Adding Apache Iceberg to the Mix
For modern data architectures handling large datasets in data lakes, an open table format like Apache Iceberg proves essential. It offers schema evolution (table structures can change without breaking things), time travel (accessing historical versions of your data), and ACID-like transaction properties directly on your data lake storage like S3 or Google Cloud Storage.
The neat part is that DuckDB and MotherDuck integrate with Iceberg through a simple extension. Here's how easily you can get started from your DuckDB CLI:
Copy code
-- Install and Load the Iceberg extension (if not autoloaded by MotherDuck)
INSTALL 'iceberg';
LOAD 'iceberg';
-- (Optional) Install and Load the HTTPFS extension to access remote filesystems like S3
INSTALL 'httpfs';
LOAD 'httpfs';
-- Query an Iceberg table stored on S3 directly
FROM iceberg_scan('s3://us-prd-motherduck-open-datasets/iceberg/tpcds/default.db/call_center/', ALLOW_MOVED_PATHS=TRUE);
The key function here is iceberg_scan
, which points to an S3 path where our Iceberg table resides. The ALLOW_MOVED_PATHS=TRUE
parameter helps DuckDB resolve paths correctly if files have been moved or restructured.
The practical benefit? Anyone on your team – analyst, data engineer, or developer – can tap into the same governed, version-controlled dataset in your data lake using straightforward SQL. No context switching or learning complex APIs just to read data.
Local-to-Cloud Integration with MotherDuck
This is where things get particularly interesting. While you can query Iceberg tables directly from your local DuckDB instance, for large datasets, you'll often want the compute to happen closer to the data in the cloud. MotherDuck makes this seamless.
From your local DuckDB shell, you simply "attach" to your MotherDuck account:
Copy code
-- This command connects your local DuckDB session to your MotherDuck service
ATTACH 'md:';
Once attached, your local DuckDB client works as a lightweight interface to your MotherDuck environment.
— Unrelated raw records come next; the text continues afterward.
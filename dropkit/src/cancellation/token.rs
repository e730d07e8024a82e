//! Cancellation token for cooperative release of linked resources.

use parking_lot::RwLock;
use std::sync::atomic::{AtomicBool, Ordering};
use tracing::warn;

/// A callback invoked when cancellation fires.
pub type CancelCallback = Box<dyn Fn() + Send + Sync>;

/// A signal that fires at most once and notifies registered callbacks.
///
/// Cancellation is idempotent: only the first reason is kept and callbacks
/// fire exactly once. Linking a disposable handle to a token makes the
/// signal a release trigger for that handle.
#[derive(Default)]
pub struct CancellationToken {
    cancelled: AtomicBool,
    reason: RwLock<Option<String>>,
    callbacks: RwLock<Vec<CancelCallback>>,
}

impl CancellationToken {
    /// Creates a new, unsignalled token.
    #[must_use]
    pub fn new() -> Self {
        Self::default()
    }

    /// Fires the signal with a reason.
    ///
    /// Idempotent: the first reason wins and callbacks run exactly once.
    /// A panicking callback is logged and suppressed so the remaining
    /// callbacks still run.
    pub fn cancel(&self, reason: impl Into<String>) {
        if self
            .cancelled
            .compare_exchange(false, true, Ordering::SeqCst, Ordering::SeqCst)
            .is_ok()
        {
            *self.reason.write() = Some(reason.into());

            let callbacks = std::mem::take(&mut *self.callbacks.write());
            for callback in callbacks {
                if let Err(panic) = std::panic::catch_unwind(std::panic::AssertUnwindSafe(|| {
                    callback();
                })) {
                    warn!("Cancellation callback panicked: {:?}", panic);
                }
            }
        }
    }

    /// Registers a callback to run when the signal fires.
    ///
    /// If the token is already cancelled, the callback runs immediately.
    pub fn on_cancel<F>(&self, callback: F)
    where
        F: Fn() + Send + Sync + 'static,
    {
        if self.is_cancelled() {
            if let Err(panic) = std::panic::catch_unwind(std::panic::AssertUnwindSafe(|| {
                callback();
            })) {
                warn!("Cancellation callback panicked: {:?}", panic);
            }
        } else {
            self.callbacks.write().push(Box::new(callback));
        }
    }

    /// Returns whether the signal has fired.
    #[must_use]
    pub fn is_cancelled(&self) -> bool {
        self.cancelled.load(Ordering::SeqCst)
    }

    /// Returns the cancellation reason, if the signal has fired.
    #[must_use]
    pub fn reason(&self) -> Option<String> {
        self.reason.read().clone()
    }
}

impl std::fmt::Debug for CancellationToken {
    fn fmt(&self, f: &mut std::fmt::Formatter<'_>) -> std::fmt::Result {
        f.debug_struct("CancellationToken")
            .field("cancelled", &self.is_cancelled())
            .field("reason", &self.reason())
            .finish()
    }
}
//! # Dropkit
//!
//! Composable disposable-resource lifecycle utilities.
//!
//! Dropkit lets application code compose, chain, and scope the release of
//! many resources without hand-writing cleanup logic at each call site:
//!
//! - **Disposable handles**: a single idempotent release operation per
//!   resource, with RAII backstop on drop
//! - **Composite containers**: release a group of handles together, in
//!   registration order, exactly once
//! - **Serial slots**: a single mutable holder that releases the previous
//!   occupant on replacement
//! - **Scheduler-bound creation**: create and destroy context-affine
//!   resources only on their designated execution context
//! - **Cancellation linkage**: release a handle when an external signal
//!   fires
//!
//! ## Quick Start
//!
//! ```rust
//! use dropkit::prelude::*;
//!
//! let scope = CompositeDisposable::new();
//!
//! let subscription = DisposeGuard::new(|| { /* release the resource */ })
//!     .dispose_with(&scope);
//!
//! // ... use the subscription ...
//!
//! scope.dispose(); // releases everything registered, in order
//! assert!(subscription.is_disposed());
//! ```

#![forbid(unsafe_code)]
#![warn(
    clippy::all,
    clippy::pedantic,
    missing_docs,
    rust_2018_idioms
)]
#![allow(
    clippy::module_name_repetitions,
    clippy::must_use_candidate,
    clippy::missing_errors_doc,
    clippy::missing_panics_doc
)]

pub mod cancellation;
pub mod disposable;
pub mod errors;
pub mod ext;
pub mod factory;
pub mod scheduler;

/// Prelude module for convenient imports
pub mod prelude {
    pub use crate::cancellation::CancellationToken;
    pub use crate::disposable::{
        BoxDisposable, CompositeDisposable, Disposable, DisposeGuard, SerialSlot,
    };
    pub use crate::errors::DisposeError;
    pub use crate::ext::{
        chain, dispose_all, register_all, to_composite, DisposeWith, OptionDisposeExt,
    };
    pub use crate::factory::DisposableFactory;
    pub use crate::scheduler::{
        create_and_dispose_on, create_and_dispose_on1, create_and_dispose_on2,
        ImmediateScheduler, ScheduledDisposable, Scheduler, TokioScheduler,
    };
}
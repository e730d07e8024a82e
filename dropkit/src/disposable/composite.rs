//! Ordered group release of disposable handles.

use parking_lot::Mutex;
use std::mem;
use std::sync::Arc;
use tracing::trace;

use super::{BoxDisposable, Disposable};
use crate::errors::DisposeError;

/// An ordered collection of handles released together, exactly once.
///
/// Disposing the container disposes every member in registration order and
/// moves the container to a terminal state. Adding to a terminal container
/// disposes the incoming handle immediately, so no handle registered with a
/// composite is ever leaked.
///
/// The container is clonable; clones share the same member list.
#[derive(Clone, Default)]
pub struct CompositeDisposable {
    inner: Arc<CompositeInner>,
}

enum State {
    Live(Vec<BoxDisposable>),
    Terminated,
}

struct CompositeInner {
    state: Mutex<State>,
}

impl Default for CompositeInner {
    fn default() -> Self {
        Self {
            state: Mutex::new(State::Live(Vec::new())),
        }
    }
}

impl CompositeDisposable {
    /// Creates an empty container.
    #[must_use]
    pub fn new() -> Self {
        Self::default()
    }

    /// Registers a handle for release when the container is disposed.
    ///
    /// If the container is already terminal, the handle is disposed
    /// immediately instead of stored.
    pub fn add<D: Disposable + 'static>(&self, disposable: D) {
        let boxed: BoxDisposable = Box::new(disposable);
        let rejected = {
            let mut state = self.inner.state.lock();
            match &mut *state {
                State::Live(members) => {
                    members.push(boxed);
                    None
                }
                State::Terminated => Some(boxed),
            }
        };
        if let Some(handle) = rejected {
            trace!("add on terminal container, disposing incoming handle");
            handle.dispose();
        }
    }

    /// Registers a handle, reporting when the container is terminal.
    ///
    /// On `Err` the incoming handle has been disposed rather than stored;
    /// terminal containers never hold live handles.
    pub fn try_add<D: Disposable + 'static>(&self, disposable: D) -> Result<(), DisposeError> {
        let boxed: BoxDisposable = Box::new(disposable);
        let rejected = {
            let mut state = self.inner.state.lock();
            match &mut *state {
                State::Live(members) => {
                    members.push(boxed);
                    None
                }
                State::Terminated => Some(boxed),
            }
        };
        match rejected {
            None => Ok(()),
            Some(handle) => {
                handle.dispose();
                Err(DisposeError::Terminated)
            }
        }
    }

    /// Registers every handle in a sequence, preserving iteration order.
    pub fn add_all<I, D>(&self, disposables: I)
    where
        I: IntoIterator<Item = D>,
        D: Disposable + 'static,
    {
        for disposable in disposables {
            self.add(disposable);
        }
    }

    /// Returns the number of handles currently held.
    #[must_use]
    pub fn len(&self) -> usize {
        match &*self.inner.state.lock() {
            State::Live(members) => members.len(),
            State::Terminated => 0,
        }
    }

    /// Returns whether the container holds no handles.
    #[must_use]
    pub fn is_empty(&self) -> bool {
        self.len() == 0
    }
}

impl Disposable for CompositeDisposable {
    fn dispose(&self) {
        let members = {
            let mut state = self.inner.state.lock();
            match mem::replace(&mut *state, State::Terminated) {
                State::Live(members) => members,
                State::Terminated => return,
            }
        };
        trace!(count = members.len(), "disposing composite container");
        // Registration order, outside the lock.
        for member in members {
            member.dispose();
        }
    }

    fn is_disposed(&self) -> bool {
        matches!(&*self.inner.state.lock(), State::Terminated)
    }
}

impl<D: Disposable + 'static> FromIterator<D> for CompositeDisposable {
    fn from_iter<I: IntoIterator<Item = D>>(iter: I) -> Self {
        let container = Self::new();
        container.add_all(iter);
        container
    }
}

impl Drop for CompositeInner {
    fn drop(&mut self) {
        let state = mem::replace(self.state.get_mut(), State::Terminated);
        if let State::Live(members) = state {
            for member in members {
                member.dispose();
            }
        }
    }
}

impl std::fmt::Debug for CompositeDisposable {
    fn fmt(&self, f: &mut std::fmt::Formatter<'_>) -> std::fmt::Result {
        f.debug_struct("CompositeDisposable")
            .field("len", &self.len())
            .field("disposed", &self.is_disposed())
            .finish()
    }
}
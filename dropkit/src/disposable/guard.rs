//! Closure-backed leaf disposable.

use parking_lot::Mutex;
use std::sync::Arc;

use super::Disposable;

/// A disposable handle that runs a one-shot closure on release.
///
/// The guard is clonable; all clones share the same underlying action, so
/// disposing any clone releases the resource and every clone observes the
/// disposed state. If the last clone is dropped without an explicit dispose,
/// the action runs then.
#[derive(Clone)]
pub struct DisposeGuard {
    inner: Arc<GuardInner>,
}

struct GuardInner {
    action: Mutex<Option<Box<dyn FnOnce() + Send>>>,
}

impl DisposeGuard {
    /// Creates a guard that runs `action` exactly once on release.
    #[must_use]
    pub fn new<F>(action: F) -> Self
    where
        F: FnOnce() + Send + 'static,
    {
        Self {
            inner: Arc::new(GuardInner {
                action: Mutex::new(Some(Box::new(action))),
            }),
        }
    }

    /// Creates a guard that releases nothing.
    ///
    /// Useful as a placeholder occupant where a real handle is installed
    /// later.
    #[must_use]
    pub fn empty() -> Self {
        Self::new(|| {})
    }
}

impl Disposable for DisposeGuard {
    fn dispose(&self) {
        let action = self.inner.action.lock().take();
        // Run outside the lock so the action may touch this guard again.
        if let Some(action) = action {
            action();
        }
    }

    fn is_disposed(&self) -> bool {
        self.inner.action.lock().is_none()
    }
}

impl Drop for GuardInner {
    fn drop(&mut self) {
        if let Some(action) = self.action.get_mut().take() {
            action();
        }
    }
}

impl std::fmt::Debug for DisposeGuard {
    fn fmt(&self, f: &mut std::fmt::Formatter<'_>) -> std::fmt::Result {
        f.debug_struct("DisposeGuard")
            .field("disposed", &self.is_disposed())
            .finish()
    }
}
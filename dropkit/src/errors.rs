//! Error types for dropkit operations.
//!
//! Normal operation never errors: double-dispose is a silent no-op by
//! contract. The only reportable condition is registration against a
//! container that has already reached its terminal state.

use thiserror::Error;

/// Errors from the rejecting registration variants.
#[derive(Debug, Clone, Copy, PartialEq, Eq, Error)]
pub enum DisposeError {
    /// The target container was already disposed. The handle offered for
    /// registration has been released rather than stored.
    #[error("container already disposed; incoming handle was released instead of registered")]
    Terminated,
}
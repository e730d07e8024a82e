//! Cancellation signal that disposable handles can be linked to.
//!
//! Signalling a [`CancellationToken`] fires its registered callbacks; the
//! [`DisposeWith::dispose_when_cancelled`](crate::ext::DisposeWith::dispose_when_cancelled)
//! helper uses this to release a handle when an external signal fires.

mod token;

pub use token::CancellationToken;
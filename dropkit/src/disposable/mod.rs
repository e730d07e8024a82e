//! Core disposable abstraction and owned handle types.
//!
//! This module provides:
//! - The [`Disposable`] trait for idempotent resource release
//! - [`DisposeGuard`] for closure-backed leaf handles
//! - [`CompositeDisposable`] for ordered group release
//! - [`SerialSlot`] for replace-then-release single slots

mod composite;
mod guard;
mod serial;

pub use composite::CompositeDisposable;
pub use guard::DisposeGuard;
pub use serial::SerialSlot;

use std::sync::Arc;

/// A handle owning a resource with a single idempotent release operation.
///
/// `dispose` releases the underlying resource. The first call releases;
/// every later call is a no-op. Implementations use interior mutability so
/// a shared handle can be disposed from any holder.
pub trait Disposable: Send + Sync {
    /// Releases the underlying resource. Idempotent.
    fn dispose(&self);

    /// Returns whether the handle has already been disposed.
    fn is_disposed(&self) -> bool;
}

/// A boxed, type-erased disposable handle.
pub type BoxDisposable = Box<dyn Disposable>;

impl<T: Disposable + ?Sized> Disposable for Box<T> {
    fn dispose(&self) {
        (**self).dispose();
    }

    fn is_disposed(&self) -> bool {
        (**self).is_disposed()
    }
}

impl<T: Disposable + ?Sized> Disposable for Arc<T> {
    fn dispose(&self) {
        (**self).dispose();
    }

    fn is_disposed(&self) -> bool {
        (**self).is_disposed()
    }
}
You can execute queries that run within MotherDuck, right next to your data in AWS (assuming your S3 buckets are in the same region as MotherDuck).
For example, creating a table in MotherDuck sourced directly from an Iceberg table in S3:
Copy code
-- Create a table in your MotherDuck database from an Iceberg source
CREATE OR REPLACE TABLE my_db.main.call_center AS
FROM iceberg_scan('s3://us-prd-motherduck-open-datasets/iceberg/tpcds/default.db/call_center/', ALLOW_MOVED_PATHS=TRUE);
The naming convention my_db.main.call_center
refers to a database within your MotherDuck account, with call_center
as the new table name.
When you run this statement, the data is read from Iceberg in S3 and written into a native DuckDB table within MotherDuck, all happening efficiently in the cloud while your local machine just orchestrates it. This minimizes network overhead for large data transfers. In my testing, even with the small 30-row example table (imagine millions in a real scenario), the data loaded noticeably faster because the heavy lifting happened in AWS rather than pulling data to my laptop.
You can then query this table either from your local CLI or directly within the MotherDuck UI (which runs DuckDB in your browser using WASM – pretty cool, right?).
Transforming Data with dbt: DataOps Best Practices
Reading data is just the beginning – most real-world data workflows involve transformations. This is where dbt (data build tool) comes in, allowing you to define data transformations using SQL models that promote version control, modularity, and testing for your pipelines.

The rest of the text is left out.